孙传庭咬着牙,愤恨道:“若不是大雨连绵,粮道受阻,岂能如此?”
旋即,修整半日的秦军,再次向北,趁着还有缺口,迫不及待北还。
李自成也被这操作吓了一跳,这不就相当于正面突围吗?
“好,好!!”
李自成拍手,大笑道:“果然不愧是孙督师,我倒要看你这四五万人,怎么逃回去。

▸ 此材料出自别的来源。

impl GlobalConfig {
    pub const SIZE: usize = DISCRIMINATOR_SIZE
        + 32                    // authority
        + 8                     // next_market_id
        + 8                     // min_stake
        + 8                     // min_activity_pool
        + 8                     // fee_balance
        + 8                     // total_markets
        + 8                     // total_volume
        + 1                     // bump
        + 1                     // treasury_bump
        + 64;                   // reserved
}
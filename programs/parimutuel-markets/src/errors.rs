use anchor_lang::prelude::*;

/// Custom error codes for the parimutuel markets program.
///
/// Error codes are offset from 6000 (Anchor convention). A missing
/// Market or Bet account surfaces as the runtime's account-not-found
/// before any of these are reached.
#[error_code]
pub enum ParimutuelError {
    /// Market is not accepting bets.
    #[msg("Market is not open")]
    MarketNotOpen,

    /// Betting cannot be closed before the scheduled start time.
    #[msg("Market start time has not been reached")]
    MarketNotStarted,

    /// Betting was already closed for this market.
    #[msg("Market already closed")]
    MarketAlreadyClosed,

    /// A result can only be set on a closed market.
    #[msg("Market is not closed")]
    MarketNotClosed,

    /// The result for this market was already set.
    #[msg("Market already resolved")]
    MarketAlreadyResolved,

    /// Claims require a resolved market.
    #[msg("Market is not resolved")]
    MarketNotResolved,

    /// Market was cancelled for insufficient activity.
    #[msg("Market was cancelled")]
    MarketCancelled,

    /// Refunds are only available on cancelled markets.
    #[msg("Market is not cancelled")]
    MarketNotCancelled,

    /// Outcome index is outside 1..=outcome_count.
    #[msg("Outcome index out of range")]
    InvalidOutcome,

    /// Markets carry 2 or 3 outcomes.
    #[msg("Outcome count must be 2 or 3")]
    InvalidOutcomeCount,

    /// Stake is below the platform-wide minimum.
    #[msg("Stake below minimum")]
    BelowMinimumStake,

    /// Participant already holds a bet on this market.
    #[msg("Participant already bet on this market")]
    DuplicateBet,

    /// Bets must be placed strictly before the start time.
    #[msg("Betting window closed")]
    BettingWindowClosed,

    /// No matching bet, already settled, or losing outcome.
    #[msg("Nothing to claim")]
    NothingToClaim,

    /// Caller is not the platform operator.
    #[msg("Unauthorized: not the operator")]
    Unauthorized,

    /// Label exceeds maximum length (256 bytes).
    #[msg("Label too long (max 256 bytes)")]
    LabelTooLong,

    /// Start time must be in the future.
    #[msg("Start time must be in the future")]
    StartTimeInPast,

    /// Overflow in arithmetic operation.
    #[msg("Arithmetic overflow")]
    Overflow,

    /// Vault balance insufficient (should never happen if invariants hold).
    #[msg("Vault insolvency detected")]
    VaultInsolvency,
}
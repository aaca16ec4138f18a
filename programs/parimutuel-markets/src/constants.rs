pub const SEED_CONFIG: &[u8] = b"config";
pub const SEED_MARKET: &[u8] = b"market";
pub const SEED_BET: &[u8] = b"bet";
pub const SEED_VAULT: &[u8] = b"vault";
pub const SEED_TREASURY: &[u8] = b"treasury";

/// Maximum length of a market label (bytes).
pub const MAX_LABEL_LEN: usize = 256;

/// Markets carry 2 outcomes (win/lose) or 3 (win/draw/lose).
pub const MIN_OUTCOMES: u8 = 2;
pub const MAX_OUTCOMES: u8 = 3;

/// Basis-point denominator for all percentage math.
pub const BPS_DENOMINATOR: u64 = 10_000;

/// Fixed-point scale for odds multipliers (17_150 = 1.715×).
pub const ODDS_SCALE: u64 = 10_000;

/// Fee tier locked into a bet placed more than 24h before start.
pub const EARLY_FEE_BPS: u16 = 200;

/// Fee tier for bets placed within 24h of start.
pub const LATE_FEE_BPS: u16 = 300;

/// Cutoff between the early and late tiers, in seconds before start.
pub const EARLY_TIER_CUTOFF_SECS: i64 = 24 * 60 * 60;

pub const DISCRIMINATOR_SIZE: usize = 8;
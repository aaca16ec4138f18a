use anchor_lang::prelude::*;

pub mod constants;
pub mod errors;
pub mod events;
pub mod instructions;
pub mod state;

#[cfg(test)]
mod tests;

use instructions::*;

declare_id!("Fg6PaFpoGXkYsidMpWTK6W2BeZ7FEfcYkg476zPFsLnS");

#[program]
pub mod parimutuel_markets {
    use super::*;

    /// One-time protocol genesis: records the operator authority and
    /// the platform thresholds (minimum stake, minimum pool activity).
    pub fn initialize(ctx: Context<Initialize>, params: InitializeParams) -> Result<()> {
        instructions::initialize::handler(ctx, params)
    }

    /// Create a new parimutuel market. Operator-only.
    ///
    /// Markets carry 2 outcomes, or 3 when a draw is legal (two-team
    /// contests without a forced winner). IDs are assigned
    /// monotonically from the global config.
    pub fn create_market(ctx: Context<CreateMarket>, params: CreateMarketParams) -> Result<()> {
        instructions::create_market::handler(ctx, params)
    }

    /// Place a bet on one outcome.
    ///
    /// One bet per participant per market, at or above the platform
    /// minimum, strictly before the start time. The fee tier in force
    /// right now (2% early / 3% late) is locked into the bet and never
    /// recomputed.
    pub fn place_bet(ctx: Context<PlaceBet>, outcome: u8, amount: u64) -> Result<()> {
        instructions::place_bet::handler(ctx, outcome, amount)
    }

    /// Close betting once the start time has passed. Anyone may crank
    /// this.
    ///
    /// A market below the activity threshold, or with stake on fewer
    /// than two outcomes, is cancelled (refunds open). Otherwise the
    /// parimutuel odds are frozen from the net pool and the market
    /// awaits its result.
    pub fn close_betting(ctx: Context<CloseBetting>) -> Result<()> {
        instructions::close_betting::handler(ctx)
    }

    /// Deliver the authoritative result. Operator-only, exactly once,
    /// only on a closed (not cancelled) market.
    pub fn set_result(ctx: Context<SetResult>, outcome: u8) -> Result<()> {
        instructions::set_result::handler(ctx, outcome)
    }

    /// Convert a winning bet into a payout, exactly once.
    ///
    ///   gross = stake × frozen odds
    ///   fee   = profit × the tier locked at placement
    ///   net   = gross − fee
    ///
    /// The fee never touches principal. Losing bets cannot claim and
    /// are not refunded.
    pub fn claim(ctx: Context<Claim>) -> Result<()> {
        instructions::claim::handler(ctx)
    }

    /// Reclaim the original stake from a cancelled market, fee-free,
    /// exactly once.
    pub fn refund(ctx: Context<Refund>) -> Result<()> {
        instructions::refund::handler(ctx)
    }

    /// Drain the accumulated platform fees to the operator and zero
    /// the balance. Operator-only.
    pub fn withdraw_fees(ctx: Context<WithdrawFees>) -> Result<()> {
        instructions::withdraw_fees::handler(ctx)
    }
}
use anchor_lang::prelude::*;

use crate::constants::*;
use crate::errors::ParimutuelError;
use crate::events::WinningsClaimed;
use crate::state::*;

#[derive(Accounts)]
pub struct Claim<'info> {
    /// The winner converting their bet into a payout.
    #[account(mut)]
    pub bettor: Signer<'info>,

    /// Global config — accumulates the fee.
    #[account(
        mut,
        seeds = [SEED_CONFIG],
        bump = config.bump,
    )]
    pub config: Account<'info, GlobalConfig>,

    /// The resolved market.
    #[account(
        mut,
        seeds = [SEED_MARKET, market.market_id.to_le_bytes().as_ref()],
        bump = market.bump,
    )]
    pub market: Account<'info, Market>,

    /// The bet being claimed.
    #[account(
        mut,
        seeds = [SEED_BET, market.key().as_ref(), bettor.key().as_ref()],
        bump = bet.bump,
        constraint = bet.bettor == bettor.key() @ ParimutuelError::NothingToClaim,
    )]
    pub bet: Account<'info, Bet>,

    /// Market vault — source of the payout.
    /// CHECK: Validated by seeds.
    #[account(
        mut,
        seeds = [SEED_VAULT, market.key().as_ref()],
        bump = market.vault_bump,
    )]
    pub vault: SystemAccount<'info>,

    /// Fee treasury — receives the fee share.
    /// CHECK: Validated by seeds.
    #[account(
        mut,
        seeds = [SEED_TREASURY],
        bump = config.treasury_bump,
    )]
    pub treasury: SystemAccount<'info>,

    pub system_program: Program<'info, System>,
}

pub fn handler(ctx: Context<Claim>) -> Result<()> {
    let market = &ctx.accounts.market;
    let bet = &ctx.accounts.bet;

    // One arithmetic path for preview and claim: whatever previewClaim
    // quoted is exactly what moves here.
    let breakdown = market.preview_claim(bet)?;

    let vault_balance = ctx.accounts.vault.lamports();
    require!(
        breakdown.gross <= vault_balance,
        ParimutuelError::VaultInsolvency
    );

    // Move the gross out of the vault: net to the winner, fee to the
    // treasury.
    **ctx.accounts.vault.to_account_info().try_borrow_mut_lamports()? -= breakdown.gross;
    **ctx.accounts.bettor.to_account_info().try_borrow_mut_lamports()? += breakdown.net;
    **ctx.accounts.treasury.to_account_info().try_borrow_mut_lamports()? += breakdown.fee;

    // Spend the bet
    let bet = &mut ctx.accounts.bet;
    bet.claimed = true;

    // Settlement audit trail
    let market = &mut ctx.accounts.market;
    market.settled_amount = market
        .settled_amount
        .checked_add(breakdown.gross)
        .ok_or(ParimutuelError::Overflow)?;

    let config = &mut ctx.accounts.config;
    config.fee_balance = config
        .fee_balance
        .checked_add(breakdown.fee)
        .ok_or(ParimutuelError::Overflow)?;

    emit!(WinningsClaimed {
        market_id: market.market_id,
        bettor: bet.bettor,
        gross: breakdown.gross,
        fee: breakdown.fee,
        net: breakdown.net,
    });

    msg!(
        "Claimed: user={} gross={} fee={} ({}bps on profit) net={}, market #{}",
        bet.bettor,
        breakdown.gross,
        breakdown.fee,
        breakdown.fee_bps,
        breakdown.net,
        market.market_id,
    );

    Ok(())
}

”
随即,顺军再次追赶,而且使出了消耗战术。
即,全军分为五层,饥民在外,其次是步兵,再其次是骑兵,再其次是勇猛的骑兵。
老营的家口,则在最里边。
而秦军使出吃奶的劲,也只能冲破前三层,就已经力竭声嘶,活生生地被消耗掉了精力。
毕竟,疲乏多日,又缺乏粮草。
骁贼骑兵见此机会,再次使出三重冲锋战术,良久,终于寻机破了火车战阵。
不得已,战车全面被推倒,形成一堵墙,暂时让秦军获得了一丝喘息的机会。
而,不过一会儿,顺军倾尽所有兵力,约莫三十余万,紧追不舍,一日一夜,狂追四百里。
秦军溃不成军,丢掉兵器、辎重几十万件。
……
而在潼关。
朱谊汐轮番训练步兵和火枪兵。
四千的矿兵,两千长矛手,一千五百盾牌手,以及五百的掷弹兵。
再龙首原矿山,已经证明了手榴弹的威力,自然而然,在他的主持下,这种威力巨大的近战武器,匠营大量生产。
掷弹手就相当于秘密武器了,其选用的,都是身材魁梧的大汉。
“投——”
五百掷弹手点燃引信,挥舞着胳膊,使劲地向前扔去,大都十来丈,就“轰隆”一声爆炸。